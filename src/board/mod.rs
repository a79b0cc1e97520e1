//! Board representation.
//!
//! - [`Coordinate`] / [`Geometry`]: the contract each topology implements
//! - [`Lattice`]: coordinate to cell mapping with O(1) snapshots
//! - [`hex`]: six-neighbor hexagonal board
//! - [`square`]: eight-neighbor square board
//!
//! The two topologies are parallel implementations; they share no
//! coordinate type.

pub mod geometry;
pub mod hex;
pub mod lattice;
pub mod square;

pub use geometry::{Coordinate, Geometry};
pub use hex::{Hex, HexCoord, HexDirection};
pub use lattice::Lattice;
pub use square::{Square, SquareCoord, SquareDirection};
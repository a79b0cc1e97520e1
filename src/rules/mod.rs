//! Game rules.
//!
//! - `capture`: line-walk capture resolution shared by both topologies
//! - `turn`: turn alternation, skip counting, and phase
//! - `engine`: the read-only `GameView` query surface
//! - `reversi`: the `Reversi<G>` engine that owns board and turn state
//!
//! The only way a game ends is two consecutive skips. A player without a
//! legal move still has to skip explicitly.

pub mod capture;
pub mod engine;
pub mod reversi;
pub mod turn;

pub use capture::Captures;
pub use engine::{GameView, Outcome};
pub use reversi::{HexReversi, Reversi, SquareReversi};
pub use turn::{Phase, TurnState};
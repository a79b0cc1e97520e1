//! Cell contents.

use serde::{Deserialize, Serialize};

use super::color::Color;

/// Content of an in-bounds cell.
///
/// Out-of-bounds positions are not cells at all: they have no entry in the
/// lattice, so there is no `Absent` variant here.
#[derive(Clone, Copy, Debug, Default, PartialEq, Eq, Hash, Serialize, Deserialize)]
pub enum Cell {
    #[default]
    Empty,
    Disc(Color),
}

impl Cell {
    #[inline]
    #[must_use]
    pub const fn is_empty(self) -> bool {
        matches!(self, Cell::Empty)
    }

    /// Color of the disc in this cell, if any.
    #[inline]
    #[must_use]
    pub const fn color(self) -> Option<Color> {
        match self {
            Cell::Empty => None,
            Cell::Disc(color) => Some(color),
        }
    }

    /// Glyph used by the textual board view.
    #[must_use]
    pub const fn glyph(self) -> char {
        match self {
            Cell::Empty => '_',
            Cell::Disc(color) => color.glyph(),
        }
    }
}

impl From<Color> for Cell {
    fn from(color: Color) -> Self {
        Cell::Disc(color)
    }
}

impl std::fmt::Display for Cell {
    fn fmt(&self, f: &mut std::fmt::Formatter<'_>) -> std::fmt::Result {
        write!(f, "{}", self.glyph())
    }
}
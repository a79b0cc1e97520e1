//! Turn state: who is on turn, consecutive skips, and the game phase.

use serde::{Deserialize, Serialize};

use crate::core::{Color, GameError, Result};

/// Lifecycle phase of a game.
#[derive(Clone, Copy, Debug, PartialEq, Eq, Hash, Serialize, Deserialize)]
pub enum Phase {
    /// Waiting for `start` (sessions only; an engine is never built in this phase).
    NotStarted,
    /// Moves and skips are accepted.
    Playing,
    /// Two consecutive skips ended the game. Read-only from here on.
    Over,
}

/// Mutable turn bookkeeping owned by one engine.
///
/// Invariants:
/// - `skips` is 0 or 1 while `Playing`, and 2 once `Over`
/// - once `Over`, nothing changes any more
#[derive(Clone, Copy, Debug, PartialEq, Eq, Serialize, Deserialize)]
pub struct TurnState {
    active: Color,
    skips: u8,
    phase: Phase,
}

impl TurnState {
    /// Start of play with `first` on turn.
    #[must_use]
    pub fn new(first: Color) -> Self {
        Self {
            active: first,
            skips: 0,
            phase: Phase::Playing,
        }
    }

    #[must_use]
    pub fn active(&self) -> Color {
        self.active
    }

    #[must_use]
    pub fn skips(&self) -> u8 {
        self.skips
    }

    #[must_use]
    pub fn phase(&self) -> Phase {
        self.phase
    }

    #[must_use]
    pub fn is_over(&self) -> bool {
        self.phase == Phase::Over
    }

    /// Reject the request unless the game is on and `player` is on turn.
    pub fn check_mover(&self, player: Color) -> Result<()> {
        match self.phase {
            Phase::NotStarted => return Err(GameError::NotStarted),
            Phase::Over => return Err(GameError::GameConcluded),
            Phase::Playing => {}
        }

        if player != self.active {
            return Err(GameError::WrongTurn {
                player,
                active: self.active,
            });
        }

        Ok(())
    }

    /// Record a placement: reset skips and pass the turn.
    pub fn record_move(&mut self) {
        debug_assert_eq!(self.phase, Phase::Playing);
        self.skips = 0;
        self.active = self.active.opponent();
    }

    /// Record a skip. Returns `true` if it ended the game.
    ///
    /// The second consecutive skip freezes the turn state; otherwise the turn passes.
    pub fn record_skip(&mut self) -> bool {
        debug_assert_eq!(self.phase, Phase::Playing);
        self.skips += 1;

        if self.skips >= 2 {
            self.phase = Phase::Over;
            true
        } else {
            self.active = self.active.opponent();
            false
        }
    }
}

________

→ Task item
State how many lines of the entries include the string "Result", with nothing besides the number.

→ Task solution
3